[Source information]:
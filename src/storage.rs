//! Storage layer: append-only JSONL logs as the source of truth, SQLite as a query cache.

use crate::coursework::{DEFAULT_HOURS, DEFAULT_LEVEL, Skills, StudentSkill};
use crate::types::{SavedRoadmap, TaskGraph};
use chrono::{DateTime, SecondsFormat, Utc};
use eyre::{Context, Result};
use rusqlite::{Connection, OptionalExtension, params};
use serde::de::DeserializeOwned;
use serde::{Deserialize, Serialize};
use std::collections::HashMap;
use std::fs::{self, File, OpenOptions};
use std::io::{BufRead, BufReader, Write};
use std::path::{Path, PathBuf};

/// Storage directory name.
const ROADMAP_DIR: &str = ".roadmap";

/// JSONL file for saved roadmaps.
const ROADMAPS_FILE: &str = "roadmaps.jsonl";

/// JSONL file for the student roster.
const STUDENTS_FILE: &str = "students.jsonl";

/// SQLite database file.
const DB_FILE: &str = "roadmap.db";

/// One line of `students.jsonl`.
#[derive(Debug, Clone, Serialize, Deserialize)]
pub struct StudentEntry {
    #[serde(flatten)]
    pub student: StudentSkill,

    #[serde(default, skip_serializing_if = "std::ops::Not::not")]
    pub deleted: bool,
}

/// Storage handle for reading/writing roadmap data.
pub struct Storage {
    root: PathBuf,
    db: Connection,
}

impl Storage {
    /// Initialize storage in the given directory.
    pub fn init(root: &Path) -> Result<Self> {
        let dir = root.join(ROADMAP_DIR);
        fs::create_dir_all(&dir).context("Failed to create .roadmap directory")?;

        for name in [ROADMAPS_FILE, STUDENTS_FILE] {
            let path = dir.join(name);
            if !path.exists() {
                File::create(&path).with_context(|| format!("Failed to create {}", name))?;
            }
        }

        let db = Connection::open(dir.join(DB_FILE)).context("Failed to open SQLite database")?;
        let mut storage = Self {
            root: root.to_path_buf(),
            db,
        };

        storage.init_schema()?;
        storage.rebuild_from_jsonl()?;

        Ok(storage)
    }

    /// Open existing storage.
    pub fn open(root: &Path) -> Result<Self> {
        let dir = root.join(ROADMAP_DIR);
        if !dir.exists() {
            eyre::bail!("No .roadmap directory found in {}", root.display());
        }

        let db = Connection::open(dir.join(DB_FILE)).context("Failed to open SQLite database")?;
        let mut storage = Self {
            root: root.to_path_buf(),
            db,
        };

        storage.init_schema()?;
        if storage.needs_rebuild()? {
            log::info!("SQLite cache out of date, rebuilding from JSONL");
            storage.rebuild_from_jsonl()?;
        }

        Ok(storage)
    }

    /// Open storage, initializing it first if needed.
    pub fn open_or_init(root: &Path) -> Result<Self> {
        if root.join(ROADMAP_DIR).exists() {
            Self::open(root)
        } else {
            Self::init(root)
        }
    }

    pub fn root(&self) -> &Path {
        &self.root
    }

    fn path(&self, name: &str) -> PathBuf {
        self.root.join(ROADMAP_DIR).join(name)
    }

    fn init_schema(&self) -> Result<()> {
        self.db
            .execute_batch(
                r#"
                CREATE TABLE IF NOT EXISTS roadmaps (
                    id TEXT PRIMARY KEY,
                    title TEXT NOT NULL,
                    tasks TEXT NOT NULL,
                    created_at TEXT NOT NULL,
                    updated_at TEXT NOT NULL
                );
                CREATE INDEX IF NOT EXISTS idx_roadmaps_created ON roadmaps(created_at);

                CREATE TABLE IF NOT EXISTS students (
                    student_id TEXT PRIMARY KEY,
                    name TEXT NOT NULL,
                    cognitive_power REAL,
                    available_hours REAL,
                    programming REAL,
                    writing REAL,
                    analysis REAL,
                    testing REAL,
                    design REAL,
                    documentation REAL
                );

                CREATE TABLE IF NOT EXISTS meta (
                    key TEXT PRIMARY KEY,
                    value TEXT NOT NULL
                );
            "#,
            )
            .context("Failed to initialize schema")?;

        Ok(())
    }

    /// Check if SQLite needs to be rebuilt from JSONL.
    fn needs_rebuild(&self) -> Result<bool> {
        let roadmap_lines = count_lines(&self.path(ROADMAPS_FILE))?;
        let student_lines = count_lines(&self.path(STUDENTS_FILE))?;

        Ok(roadmap_lines as i64 != self.meta_count("jsonl_roadmaps_lines")
            || student_lines as i64 != self.meta_count("jsonl_students_lines"))
    }

    fn meta_count(&self, key: &str) -> i64 {
        self.db
            .query_row(
                "SELECT CAST(COALESCE((SELECT value FROM meta WHERE key = ?), '0') AS INTEGER)",
                params![key],
                |row| row.get(0),
            )
            .unwrap_or(0)
    }

    /// Rebuild the SQLite cache from the JSONL files (last occurrence wins, tombstones delete).
    pub fn rebuild_from_jsonl(&mut self) -> Result<()> {
        self.db
            .execute_batch(
                r#"
                DELETE FROM roadmaps;
                DELETE FROM students;
            "#,
            )
            .context("Failed to clear tables")?;

        let (roadmaps, roadmap_lines) = read_jsonl::<SavedRoadmap>(&self.path(ROADMAPS_FILE))?;
        let mut latest: HashMap<String, SavedRoadmap> = HashMap::new();
        for roadmap in roadmaps {
            latest.insert(roadmap.id.clone(), roadmap);
        }
        for roadmap in latest.values().filter(|r| !r.deleted) {
            self.insert_roadmap_to_db(roadmap)?;
        }

        let (students, student_lines) = read_jsonl::<StudentEntry>(&self.path(STUDENTS_FILE))?;
        let mut latest: HashMap<String, StudentEntry> = HashMap::new();
        for entry in students {
            latest.insert(entry.student.student_id.clone(), entry);
        }
        for entry in latest.values().filter(|e| !e.deleted) {
            self.insert_student_to_db(&entry.student)?;
        }

        self.db.execute(
            "INSERT OR REPLACE INTO meta (key, value) VALUES ('jsonl_roadmaps_lines', ?)",
            params![roadmap_lines.to_string()],
        )?;
        self.db.execute(
            "INSERT OR REPLACE INTO meta (key, value) VALUES ('jsonl_students_lines', ?)",
            params![student_lines.to_string()],
        )?;

        Ok(())
    }

    fn insert_roadmap_to_db(&self, roadmap: &SavedRoadmap) -> Result<()> {
        let tasks = serde_json::to_string(&roadmap.graph).context("Failed to serialize tasks")?;
        self.db.execute(
            r#"
            INSERT OR REPLACE INTO roadmaps (id, title, tasks, created_at, updated_at)
            VALUES (?, ?, ?, ?, ?)
            "#,
            params![
                roadmap.id,
                roadmap.title,
                tasks,
                timestamp(&roadmap.created_at),
                timestamp(&roadmap.updated_at),
            ],
        )?;
        Ok(())
    }

    fn insert_student_to_db(&self, student: &StudentSkill) -> Result<()> {
        let skills = &student.skills;
        self.db.execute(
            r#"
            INSERT OR REPLACE INTO students
                (student_id, name, cognitive_power, available_hours,
                 programming, writing, analysis, testing, design, documentation)
            VALUES (?, ?, ?, ?, ?, ?, ?, ?, ?, ?)
            "#,
            params![
                student.student_id,
                student.name,
                student.cognitive_power,
                student.available_hours,
                skills.programming,
                skills.writing,
                skills.analysis,
                skills.testing,
                skills.design,
                skills.documentation,
            ],
        )?;
        Ok(())
    }

    /// Append a roadmap record (or tombstone) and update the cache.
    pub fn append_roadmap(&mut self, roadmap: &SavedRoadmap) -> Result<()> {
        append_jsonl(&self.path(ROADMAPS_FILE), roadmap)?;

        if roadmap.deleted {
            self.db
                .execute("DELETE FROM roadmaps WHERE id = ?", params![roadmap.id])?;
        } else {
            self.insert_roadmap_to_db(roadmap)?;
        }
        self.bump_line_count("jsonl_roadmaps_lines")
    }

    /// Append a student record (or tombstone) and update the cache.
    pub fn append_student(&mut self, entry: &StudentEntry) -> Result<()> {
        append_jsonl(&self.path(STUDENTS_FILE), entry)?;

        if entry.deleted {
            self.db.execute(
                "DELETE FROM students WHERE student_id = ?",
                params![entry.student.student_id],
            )?;
        } else {
            self.insert_student_to_db(&entry.student)?;
        }
        self.bump_line_count("jsonl_students_lines")
    }

    fn bump_line_count(&self, key: &str) -> Result<()> {
        self.db.execute(
            "UPDATE meta SET value = CAST(CAST(value AS INTEGER) + 1 AS TEXT) WHERE key = ?",
            params![key],
        )?;
        Ok(())
    }

    pub fn get_roadmap(&self, id: &str) -> Result<Option<SavedRoadmap>> {
        let mut stmt = self
            .db
            .prepare("SELECT id, title, tasks, created_at, updated_at FROM roadmaps WHERE id = ?")?;
        let row = stmt.query_row(params![id], row_to_roadmap_parts).optional()?;
        row.map(RoadmapRow::into_saved).transpose()
    }

    /// All saved roadmaps, newest first.
    pub fn list_roadmaps(&self) -> Result<Vec<SavedRoadmap>> {
        let mut stmt = self.db.prepare(
            "SELECT id, title, tasks, created_at, updated_at FROM roadmaps ORDER BY created_at DESC, id ASC",
        )?;
        let rows: Vec<RoadmapRow> = stmt
            .query_map([], row_to_roadmap_parts)?
            .filter_map(|r| r.ok())
            .collect();
        rows.into_iter().map(RoadmapRow::into_saved).collect()
    }

    pub fn get_student(&self, student_id: &str) -> Result<Option<StudentSkill>> {
        let mut stmt = self.db.prepare(
            r#"
            SELECT student_id, name, cognitive_power, available_hours,
                   programming, writing, analysis, testing, design, documentation
            FROM students WHERE student_id = ?
            "#,
        )?;
        Ok(stmt.query_row(params![student_id], row_to_student).optional()?)
    }

    /// All students ordered by their numeric suffix (S1, S2, ..., S10).
    pub fn list_students(&self) -> Result<Vec<StudentSkill>> {
        let mut stmt = self.db.prepare(
            r#"
            SELECT student_id, name, cognitive_power, available_hours,
                   programming, writing, analysis, testing, design, documentation
            FROM students
            ORDER BY CAST(SUBSTR(student_id, 2) AS INTEGER) ASC, student_id ASC
            "#,
        )?;
        let students = stmt
            .query_map([], row_to_student)?
            .filter_map(|r| r.ok())
            .collect();
        Ok(students)
    }
}

struct RoadmapRow {
    id: String,
    title: String,
    tasks: String,
    created_at: String,
    updated_at: String,
}

impl RoadmapRow {
    fn into_saved(self) -> Result<SavedRoadmap> {
        let graph: TaskGraph = serde_json::from_str(&self.tasks)
            .with_context(|| format!("Stored tasks for roadmap {} are corrupt", self.id))?;
        Ok(SavedRoadmap {
            id: self.id,
            title: self.title,
            graph,
            created_at: parse_timestamp(&self.created_at),
            updated_at: parse_timestamp(&self.updated_at),
            deleted: false,
        })
    }
}

fn row_to_roadmap_parts(row: &rusqlite::Row) -> rusqlite::Result<RoadmapRow> {
    Ok(RoadmapRow {
        id: row.get(0)?,
        title: row.get(1)?,
        tasks: row.get(2)?,
        created_at: row.get(3)?,
        updated_at: row.get(4)?,
    })
}

/// Missing numeric columns read back as the roster defaults.
fn row_to_student(row: &rusqlite::Row) -> rusqlite::Result<StudentSkill> {
    let level = |index: usize| -> rusqlite::Result<f64> {
        Ok(row.get::<_, Option<f64>>(index)?.unwrap_or(DEFAULT_LEVEL))
    };

    Ok(StudentSkill {
        student_id: row.get(0)?,
        name: row.get(1)?,
        cognitive_power: level(2)?,
        available_hours: row.get::<_, Option<f64>>(3)?.unwrap_or(DEFAULT_HOURS),
        skills: Skills {
            programming: level(4)?,
            writing: level(5)?,
            analysis: level(6)?,
            testing: level(7)?,
            design: level(8)?,
            documentation: level(9)?,
        },
    })
}

/// Fixed-width RFC 3339 so stored timestamps sort as text.
fn timestamp(at: &DateTime<Utc>) -> String {
    at.to_rfc3339_opts(SecondsFormat::Nanos, true)
}

fn parse_timestamp(raw: &str) -> DateTime<Utc> {
    DateTime::parse_from_rfc3339(raw)
        .map(|dt| dt.with_timezone(&Utc))
        .unwrap_or_else(|_| Utc::now())
}

/// Read every parseable record of a JSONL file. Returns the records and the raw line count.
fn read_jsonl<T: DeserializeOwned>(path: &Path) -> Result<(Vec<T>, usize)> {
    let mut records = Vec::new();
    let mut line_count = 0;

    if !path.exists() {
        return Ok((records, line_count));
    }

    let file = File::open(path).with_context(|| format!("Failed to open {}", path.display()))?;
    for line in BufReader::new(file).lines() {
        line_count += 1;
        let line = match line {
            Ok(l) => l,
            Err(e) => {
                log::warn!("Failed to read line {} of {}: {}", line_count, path.display(), e);
                continue;
            }
        };
        if line.trim().is_empty() {
            continue;
        }
        match serde_json::from_str::<T>(&line) {
            Ok(record) => records.push(record),
            Err(e) => log::warn!("Failed to parse line {} of {}: {}", line_count, path.display(), e),
        }
    }

    Ok((records, line_count))
}

fn append_jsonl<T: Serialize>(path: &Path, record: &T) -> Result<()> {
    let mut file = OpenOptions::new()
        .create(true)
        .append(true)
        .open(path)
        .with_context(|| format!("Failed to open {} for append", path.display()))?;

    let json = serde_json::to_string(record).context("Failed to serialize record")?;
    writeln!(file, "{}", json).with_context(|| format!("Failed to write to {}", path.display()))?;
    file.sync_all().with_context(|| format!("Failed to sync {}", path.display()))?;
    Ok(())
}

/// Count lines in a file.
fn count_lines(path: &Path) -> Result<usize> {
    if !path.exists() {
        return Ok(0);
    }
    let file = File::open(path).context("Failed to open file for line count")?;
    Ok(BufReader::new(file).lines().count())
}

[Problem requirements]: Where does "struct" appear in the records above? Copy every line that has it.

[Task output]:
pub struct StudentEntry {
pub struct Storage {
struct RoadmapRow {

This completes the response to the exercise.